Manager for athletes

Soslanbek Izrailov (born June 25, 1975) is a martial arts sports manager, matchmaker, producer, and promoter.

==Early life and education==
Soslanbek Izrailov was born in Grozny, in the former Soviet Union, into a distinguished family. His father served as a Supreme Court judge, while his mother worked as a construction design engineer. He completed his studies at the Moscow External University of Humanities and subsequently became a senior lecturer at the Grozny State Oil Technical University.

In 1999, he moved to the Netherlands and, in 2007, graduated from HES Rotterdam with a degree in International Business and Management Studies. His academic achievements led to an invitation to teach Risk Management at the same institution.

Soslanbek is currently based in Antwerp, Belgium, where he lives with his family and continues to work in the combat sports industry.

==Career in Combat Sports==
Izrailov organized his first event - a university fashion show attended by over 600 students - while still in school. Shortly after, he shifted his focus to sports. During his university years, he developed an interest in sports journalism and became a recognized martial arts journalist, contributing to various magazines and websites.

In 2011, he founded ZIA Sportmanagement, a company focused on managing fighters and organizing sports events and seminars. He collaborated with leading Dutch gyms, including Carbin Fighting Factory and SuperPro, and began working with elite athletes.

Izrailov has managed professional fighters and promoted numerous events in kickboxing, MMA, and Brazilian Jiu-Jitsu (BJJ). He has also organized seminars and masterclasses with legendary coaches and fighters such as Dennis Krauweel, Lucien Carbin, Fedor Emelianenko, and Remy Bonjasky.

In 2013, he began working with Tatneft Cup, the largest Eastern European kickboxing organization at the time. Initially serving as an external consultant, he later became the matchmaker, and eventually the producer and sports director. Under his leadership, Tatneft Cup gained broader international exposure, appearing on major television platforms such as Eurosport, Match TV, and FightBox.

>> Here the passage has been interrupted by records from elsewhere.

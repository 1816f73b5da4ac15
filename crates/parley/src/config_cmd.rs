// SPDX-FileCopyrightText: 2026 Blufio Contributors
// SPDX-License-Identifier: MIT OR Apache-2.0

//! `parley config`: prints the effective configuration as TOML.
//!
//! Reaching this point means the configuration already validated. Secrets
//! are masked before printing.

use parley_config::model::ParleyConfig;
use parley_core::ParleyError;

const MASK: &str = "********";

fn redacted(config: &ParleyConfig) -> ParleyConfig {
    let mut config = config.clone();
    if config.openai.api_key.is_some() {
        config.openai.api_key = Some(MASK.to_string());
    }
    for user in &mut config.gateway.users {
        user.token = MASK.to_string();
    }
    config
}

pub fn render_config(config: &ParleyConfig) -> Result<String, ParleyError> {
    toml::to_string_pretty(&redacted(config))
        .map_err(|e| ParleyError::Config(format!("failed to render config: {e}")))
}

pub fn run_config(config: &ParleyConfig) -> Result<(), ParleyError> {
    println!("# configuration is valid");
    print!("{}", render_config(config)?);
    Ok(())
}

In 2016, Izrailov began developing ACB KB, a regional kickboxing promotion. Over two years, he organized 14 high-level events around the world - from the United States to Europe and China - with broadcasts on major television networks. ACB (nowadays - ACA) Kickboxing division became one of the most recognized kickboxing organizations globally during that period. In addition, Izrailov served as a producer on multiple television documentaries.

In 2018, he launched ORION, a multifaceted project that included a kickboxing promotion, sports gear production, fighter management, and the first Russian National Kickboxing Awards. In 2020, due to the global pandemic, Izrailov made the decision to close the project.

Since then, he has worked as an independent consultant in the martial arts industry, collaborating with various kickboxing, MMA, and BJJ teams and promotions.

His ongoing work includes managing fighters such as Alexander Stetsurenko and Giorgi Malania, as well as serving on the Committee for International Relations and Connections of the Kickboxing Federation of Russia, and partnering with the FighteRagency Sports Management team.